Directions for this task >>
Working through the lines below, return each one that holds "calls".

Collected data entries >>

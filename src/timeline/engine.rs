use crate::document::tree::SvgDocument;
use crate::foundation::core::{Secs, TIME_EPSILON};
use crate::foundation::error::{SvgStepError, SvgStepResult};
use crate::timeline::entry::{Callback, Callbacks, Entry, Payload, Placement, Span, Timing};

/// Playhead target: an absolute time or a label name.
#[derive(Clone, Debug, PartialEq)]
pub enum SeekTarget {
    /// Seconds from the timeline start.
    Time(Secs),
    /// A label recorded with [`Timeline::add_label`].
    Label(String),
}

impl From<f64> for SeekTarget {
    fn from(value: f64) -> Self {
        Self::Time(value)
    }
}

impl From<&str> for SeekTarget {
    fn from(value: &str) -> Self {
        Self::Label(value.to_owned())
    }
}

impl From<String> for SeekTarget {
    fn from(value: String) -> Self {
        Self::Label(value)
    }
}

/// How [`Timeline::advance`] moves the playhead.
#[derive(Clone, Copy, Debug, Default, PartialEq)]
pub enum Playback {
    /// Playhead holds still.
    #[default]
    Paused,
    /// Moving toward the end.
    Playing,
    /// Moving toward the start.
    Reversing,
    /// Moving toward a fixed time, then pausing there.
    TweeningTo(Secs),
}

/// Ordered set of scheduled entries with a playhead driven by an external clock.
///
/// The timeline never reads a clock itself: [`Timeline::advance`] is called once per frame with
/// the elapsed seconds. Entries render in start order when the playhead moves forward and in
/// reverse start order when it moves backward, so stepping back over an entry restores the
/// values it overwrote.
#[derive(Debug, Default)]
pub struct Timeline {
    entries: Vec<Entry>,
    labels: Vec<(String, Secs)>,
    time: Secs,
    state: Playback,
    killed: bool,
    next_seq: usize,
}

impl Timeline {
    /// Empty, paused timeline.
    pub fn new() -> Self {
        Self::default()
    }

    /// End of the latest entry.
    pub fn duration(&self) -> Secs {
        self.entries
            .iter()
            .map(|e| e.span().end)
            .fold(0.0, f64::max)
    }

    /// Playhead position.
    pub fn time(&self) -> Secs {
        self.time
    }

    /// Current playback mode.
    pub fn state(&self) -> Playback {
        self.state
    }

    /// Whether [`Timeline::advance`] would move the playhead.
    pub fn is_active(&self) -> bool {
        self.state != Playback::Paused
    }

    /// Whether [`Timeline::kill`] has been called.
    pub fn is_killed(&self) -> bool {
        self.killed
    }

    /// Scheduled entries in insertion order.
    pub fn entries(&self) -> &[Entry] {
        &self.entries
    }

    /// Labels in insertion order, duplicates included.
    pub fn labels(&self) -> impl Iterator<Item = (&str, Secs)> {
        self.labels.iter().map(|(n, t)| (n.as_str(), *t))
    }

    /// Time of the most recent label called `name`.
    pub fn label_time(&self, name: &str) -> Option<Secs> {
        self.labels
            .iter()
            .rev()
            .find(|(n, _)| n == name)
            .map(|(_, t)| *t)
    }

    /// Schedule an entry. Returns its interval, or `None` when there is nothing to schedule
    /// (killed timeline, tween without targets).
    pub fn enqueue(
        &mut self,
        payload: Payload,
        timing: Timing,
        placement: Placement,
        callbacks: Callbacks,
    ) -> Option<Span> {
        if self.killed {
            return None;
        }
        if let Payload::Tween { targets, .. } = &payload
            && targets.is_empty()
        {
            return None;
        }

        let base = match placement {
            Placement::Append => self.duration(),
            Placement::At(t) => t.max(0.0),
        };
        let start = base + timing.delay;
        let entry = Entry::new(self.next_seq, payload, timing, start, callbacks);
        self.next_seq += 1;
        let span = entry.span();
        tracing::debug!(
            kind = ?entry.kind(),
            start = span.start,
            end = span.end,
            "enqueue"
        );
        self.entries.push(entry);
        Some(span)
    }

    /// Record `name` at the current duration and return that time.
    pub fn add_label(&mut self, name: &str) -> Secs {
        let at = self.duration();
        if !self.killed {
            self.labels.push((name.to_owned(), at));
            tracing::debug!(label = name, at, "add label");
        }
        at
    }

    fn resolve(&self, target: &SeekTarget) -> SvgStepResult<Secs> {
        let t = match target {
            SeekTarget::Time(t) if t.is_finite() => *t,
            SeekTarget::Time(t) => {
                return Err(SvgStepError::timeline(format!("invalid time {t}")));
            }
            SeekTarget::Label(name) => self
                .label_time(name)
                .ok_or_else(|| SvgStepError::timeline(format!("unknown label '{name}'")))?,
        };
        Ok(t.clamp(0.0, self.duration()))
    }

    /// Move forward from the playhead.
    pub fn play(&mut self) {
        if self.killed {
            return;
        }
        self.state = if self.time < self.duration() - TIME_EPSILON {
            Playback::Playing
        } else {
            Playback::Paused
        };
        tracing::debug!(time = self.time, "play");
    }

    /// Stop moving.
    pub fn pause(&mut self) {
        self.state = Playback::Paused;
    }

    /// Move backward from the playhead.
    pub fn reverse(&mut self) {
        if self.killed {
            return;
        }
        self.state = if self.time > TIME_EPSILON {
            Playback::Reversing
        } else {
            Playback::Paused
        };
        tracing::debug!(time = self.time, "reverse");
    }

    /// Jump to the start, undoing every entry, then play.
    pub fn restart(&mut self, doc: &mut SvgDocument) {
        if self.killed {
            return;
        }
        self.render(doc, 0.0, false, true);
        self.play();
    }

    /// Jump the playhead without firing callbacks. Cancels a pending [`Timeline::tween_to`];
    /// otherwise the playback mode is kept.
    pub fn seek(
        &mut self,
        doc: &mut SvgDocument,
        target: impl Into<SeekTarget>,
    ) -> SvgStepResult<()> {
        if self.killed {
            return Ok(());
        }
        let t = self.resolve(&target.into())?;
        if matches!(self.state, Playback::TweeningTo(_)) {
            self.state = Playback::Paused;
        }
        let forward = t >= self.time;
        self.render(doc, t, forward, true);
        tracing::debug!(time = t, "seek");
        Ok(())
    }

    /// Move the playhead to `target` at normal speed on subsequent [`Timeline::advance`] calls.
    pub fn tween_to(&mut self, target: impl Into<SeekTarget>) -> SvgStepResult<()> {
        if self.killed {
            return Ok(());
        }
        let t = self.resolve(&target.into())?;
        self.state = if (t - self.time).abs() <= TIME_EPSILON {
            Playback::Paused
        } else {
            Playback::TweeningTo(t)
        };
        tracing::debug!(from = self.time, to = t, "tween to");
        Ok(())
    }

    /// Advance the external clock by `dt` seconds and render the new playhead position.
    pub fn advance(&mut self, doc: &mut SvgDocument, dt: Secs) {
        if self.killed || dt <= 0.0 || !dt.is_finite() {
            return;
        }
        let end = self.duration();
        let (next, settled) = match self.state {
            Playback::Paused => return,
            Playback::Playing => {
                let t = (self.time + dt).min(end);
                (t, t >= end)
            }
            Playback::Reversing => {
                let t = (self.time - dt).max(0.0);
                (t, t <= 0.0)
            }
            Playback::TweeningTo(target) => {
                let t = if target >= self.time {
                    (self.time + dt).min(target)
                } else {
                    (self.time - dt).max(target)
                };
                (t, (t - target).abs() <= TIME_EPSILON)
            }
        };
        let forward = next >= self.time;
        self.render(doc, next, forward, false);
        if settled {
            self.state = Playback::Paused;
        }
    }

    /// Drop every entry, label and callback. Later calls on this timeline do nothing.
    pub fn kill(&mut self) {
        if self.killed {
            return;
        }
        self.killed = true;
        self.state = Playback::Paused;
        self.entries.clear();
        self.labels.clear();
        tracing::debug!("timeline killed");
    }

    fn render(&mut self, doc: &mut SvgDocument, t: Secs, forward: bool, suppress: bool) {
        self.time = t;
        let mut order: Vec<usize> = (0..self.entries.len()).collect();
        order.sort_by(|a, b| {
            let (ea, eb) = (&self.entries[*a], &self.entries[*b]);
            ea.span()
                .start
                .total_cmp(&eb.span().start)
                .then(ea.seq.cmp(&eb.seq))
        });
        if !forward {
            order.reverse();
        }

        let mut fire: Vec<Callback> = Vec::new();
        for i in order {
            let entry = &mut self.entries[i];
            let tr = entry.render(doc, t, forward);
            if suppress {
                continue;
            }
            let cbs = entry.callbacks();
            if tr.started
                && let Some(cb) = &cbs.on_start
            {
                fire.push(cb.clone());
            }
            if tr.completed
                && let Some(cb) = &cbs.on_complete
            {
                fire.push(cb.clone());
            }
        }
        for cb in fire {
            cb();
        }
    }
}

#[cfg(test)]
#[path = "../../tests/unit/timeline/engine.rs"]
mod tests;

Solution >>
    /// Move the playhead to `target` at normal speed on subsequent [`Timeline::advance`] calls.
    /// Drop every entry, label and callback. Later calls on this timeline do nothing.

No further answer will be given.